Skills for a sustainable ocean economy

What skills will be required for this tech-driven ocean economy of 2030? On December 14th 2020 a mix of business and sustainability leaders convened to share their views as part of the latest World Ocean Innovation Insight Hour webinar, moderated by Hal Hodson, Asia technology correspondent, The Economist. The forward-looking conversation was supported by Canada’s Ocean Supercluster, the Province of Nova Scotia, Halifax Partnership and the Creative Destruction Lab.

“The industry needs to embrace the idea that artificial intelligence and machine learning is coming, and it is going to transform the industry,” said Don Scott, chief technology officer, Mayflower Autonomous Ship.

Technology and big-data analytics are helping to reduce the cost and risk of working in the ocean environment, allowing control of operations to be transferred to onshore centres. This means traditional maritime roles will increasingly be replaced with systems engineers, programmers and data analysts, which poses challenges for the industry.

“Coastal communities globally are already some of the most vulnerable, experiencing high levels of deprivation and extreme levels of migration of the younger generation out of the area [due to a lack of] job opportunities,” warned Dr Emma McKinley, research fellow, School of Earth and Environmental Sciences, Cardiff University. “These are places already quite vulnerable to change, and if we move to autonomise everything we risk losing traditional skills and the cultural identity and heritage of some of these coastal places.”

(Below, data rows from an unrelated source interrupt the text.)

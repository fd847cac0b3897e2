//! Role-based authorization for privileged entry points.
//!
//! Each privileged operation is gated by exactly one [`Role`]. Only an
//! [`Role::Admin`] can grant or revoke roles.

use std::collections::{HashMap, HashSet};
use std::fmt;

use serde::{Deserialize, Serialize};

use crate::error::StateError;
use crate::types::Address;

#[derive(Serialize, Deserialize, Clone, Copy, Debug, PartialEq, Eq, Hash)]
pub enum Role {
    /// Replaces collaborators and manages roles.
    Admin,
    /// Updates utilization lower bounds.
    Controller,
    /// Pauses and unpauses mutations.
    Pauser,
}

impl fmt::Display for Role {
    fn fmt(&self, f: &mut fmt::Formatter<'_>) -> fmt::Result {
        let name = match self {
            Self::Admin => "admin",
            Self::Controller => "controller",
            Self::Pauser => "pauser",
        };
        f.write_str(name)
    }
}

#[derive(Debug, Clone, Default)]
pub struct AccessControl {
    members: HashMap<Role, HashSet<Address>>,
}

impl AccessControl {
    /// Access control with `admin` holding every role.
    pub fn with_admin(admin: Address) -> Self {
        let mut acl = Self::default();
        for role in [Role::Admin, Role::Controller, Role::Pauser] {
            acl.members.entry(role).or_default().insert(admin);
        }
        acl
    }

    pub fn has_role(&self, role: Role, account: &Address) -> bool {
        self.members
            .get(&role)
            .is_some_and(|set| set.contains(account))
    }

    pub fn ensure_role(&self, role: Role, account: &Address) -> Result<(), StateError> {
        if self.has_role(role, account) {
            Ok(())
        } else {
            Err(StateError::Unauthorized { account: account.to_string(), role: role.to_string() })
        }
    }

    /// Returns `false` if `account` already held the role.
    pub fn grant(&mut self, caller: &Address, role: Role, account: Address) -> Result<bool, StateError> {
        self.ensure_role(Role::Admin, caller)?;
        Ok(self.members.entry(role).or_default().insert(account))
    }

    /// Returns `false` if `account` did not hold the role.
    pub fn revoke(&mut self, caller: &Address, role: Role, account: &Address) -> Result<bool, StateError> {
        self.ensure_role(Role::Admin, caller)?;
        Ok(self.members.get_mut(&role).is_some_and(|set| set.remove(account)))
    }
}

However, she added, there is an opportunity to think of the ocean economy in a different way from the historically industry-focused perspective. “We can look at it in a more inclusive and holistic way: how we can work with communities and involve them in decisions and the development of new industries, and look for the skills gaps, and support capacity-building, training and innovation.”

Building partnerships

Dr McKinley noted that one of the reasons for a lack of acceptance of new sectors such as aquaculture is that communities have felt alienated from the decision-making process. She said it is essential to build partnerships between the community, industry and local authorities.

Other panellists agreed that addressing the lack of understanding of aquaculture and the role it plays in providing a sustainable food supply will be crucial to attracting the talent the industry needs for the future. For the technical skills it requires are the same sought by all digitising industries across the world.

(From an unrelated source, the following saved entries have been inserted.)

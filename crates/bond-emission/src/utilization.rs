//! Utilization baselines and the in-memory utilization ledger.
//!
//! Utilization arrives as cumulative series. The change attributable to an
//! epoch is `cumulative(epoch) - baseline(epoch)`, where the baseline is the
//! cumulative value at the most recent active epoch strictly before it.

use std::collections::{BTreeMap, HashMap};

use parking_lot::RwLock;
use tracing::debug;

use bond_core::error::{ArithmeticError, BondResult, UtilizationError};
use bond_core::traits::UtilizationSource;
use bond_core::types::{ActiveEpochPointers, Address};

/// Cumulative value at the last active epoch before `epoch`.
///
/// Walks the three pointers newest first. An account that was never active
/// has a zero baseline; one whose pointers all sit at or after `epoch` cannot
/// be resolved and fails with [`UtilizationError::Untrackable`].
pub fn resolve_baseline<F>(pointers: &ActiveEpochPointers, epoch: u64, lookup: F) -> BondResult<i128>
where
    F: Fn(u64) -> BondResult<i128>,
{
    for pointer in [pointers.last, pointers.previous, pointers.previous_previous] {
        if pointer < epoch {
            return lookup(pointer);
        }
    }
    if pointers.never_active() {
        return Ok(0);
    }
    Err(UtilizationError::Untrackable { epoch }.into())
}

#[derive(Debug, Clone, Default)]
struct Series {
    cumulative: BTreeMap<u64, i128>,
    pointers: ActiveEpochPointers,
}

impl Series {
    fn running(&self) -> i128 {
        self.cumulative.values().next_back().copied().unwrap_or(0)
    }

    /// Epoch a change lands at: never behind the latest recorded epoch.
    fn landing_epoch(&self, epoch: u64) -> u64 {
        self.cumulative.keys().next_back().map_or(epoch, |last| epoch.max(*last))
    }

    fn cumulative_at(&self, epoch: u64) -> i128 {
        self.cumulative.range(..=epoch).next_back().map_or(0, |(_, v)| *v)
    }

    fn next_total(&self, delta: i128) -> Result<i128, ArithmeticError> {
        self.running().checked_add(delta).ok_or(ArithmeticError::Overflow)
    }

    fn apply(&mut self, epoch: u64, total: i128) {
        self.cumulative.insert(epoch, total);
        self.pointers.record(epoch);
    }
}

#[derive(Debug, Default)]
struct Inner {
    system: Series,
    accounts: HashMap<Address, Series>,
}

/// Records signed utilization changes per account and epoch and serves them
/// back as cumulative series.
///
/// Changes recorded for an epoch older than the latest one already seen are
/// applied at the latest epoch, so cumulative values never get rewritten.
#[derive(Debug, Default)]
pub struct UtilizationLedger {
    inner: RwLock<Inner>,
}

impl UtilizationLedger {
    pub fn new() -> Self {
        Self::default()
    }

    /// Add `delta` to `account` and to the system total at `epoch`.
    pub fn record_utilization(&self, account: &Address, epoch: u64, delta: i128) -> BondResult<()> {
        account.ensure_nonzero()?;
        if delta == 0 {
            return Ok(());
        }
        let mut inner = self.inner.write();

        let system_epoch = inner.system.landing_epoch(epoch);
        let system_total = inner.system.next_total(delta)?;
        let (personal_epoch, personal_total) = match inner.accounts.get(account) {
            Some(series) => (series.landing_epoch(epoch), series.next_total(delta)?),
            None => (epoch, delta),
        };

        inner.system.apply(system_epoch, system_total);
        inner
            .accounts
            .entry(*account)
            .or_default()
            .apply(personal_epoch, personal_total);

        debug!(%account, epoch = personal_epoch, delta, personal_total, system_total, "utilization recorded");
        Ok(())
    }

    pub fn account_count(&self) -> usize {
        self.inner.read().accounts.len()
    }
}

impl UtilizationSource for UtilizationLedger {
    fn total_utilization(&self, epoch: u64) -> BondResult<i128> {
        Ok(self.inner.read().system.cumulative_at(epoch))
    }

    fn personal_utilization(&self, account: &Address, epoch: u64) -> BondResult<i128> {
        Ok(self
            .inner
            .read()
            .accounts
            .get(account)
            .map_or(0, |s| s.cumulative_at(epoch)))
    }

    fn system_active_epochs(&self) -> BondResult<ActiveEpochPointers> {
        Ok(self.inner.read().system.pointers)
    }

    fn personal_active_epochs(&self, account: &Address) -> BondResult<ActiveEpochPointers> {
        Ok(self
            .inner
            .read()
            .accounts
            .get(account)
            .map(|s| s.pointers)
            .unwrap_or_default())
    }
}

“We are fishing [for talent] in the same pond as other companies. We need to compete with them and make sure the aquaculture industry and the blue economy has a strong brand and story, so they understand our purpose and mission,” said Sif Rishoej, vice-president, people, purpose and communication, BioMar.

Anne Lorgen Riise, chief human resources officer, Mowi, agreed: “Our challenge today is to stand out from the crowd. The important thing is to create a correct and compelling picture of the business. We are looking for people who have a passion for creating sustainable food, making a difference in the world and can adapt to fast-paced change.”


A further challenge associated with the technological revolution is that existing employees may be left behind. The panellists acknowledged that companies have a responsibility to retrain their current workforce while also bringing in new expertise.

“With the big change that is happening, we have a huge responsibility as employers to upskill our staff and use them in the best possible way to benefit the industry and the people,” said Ms Rishoej. “We want a hybrid of competences, with technical, digital and soft skills related to collaboration and cross-functional development.”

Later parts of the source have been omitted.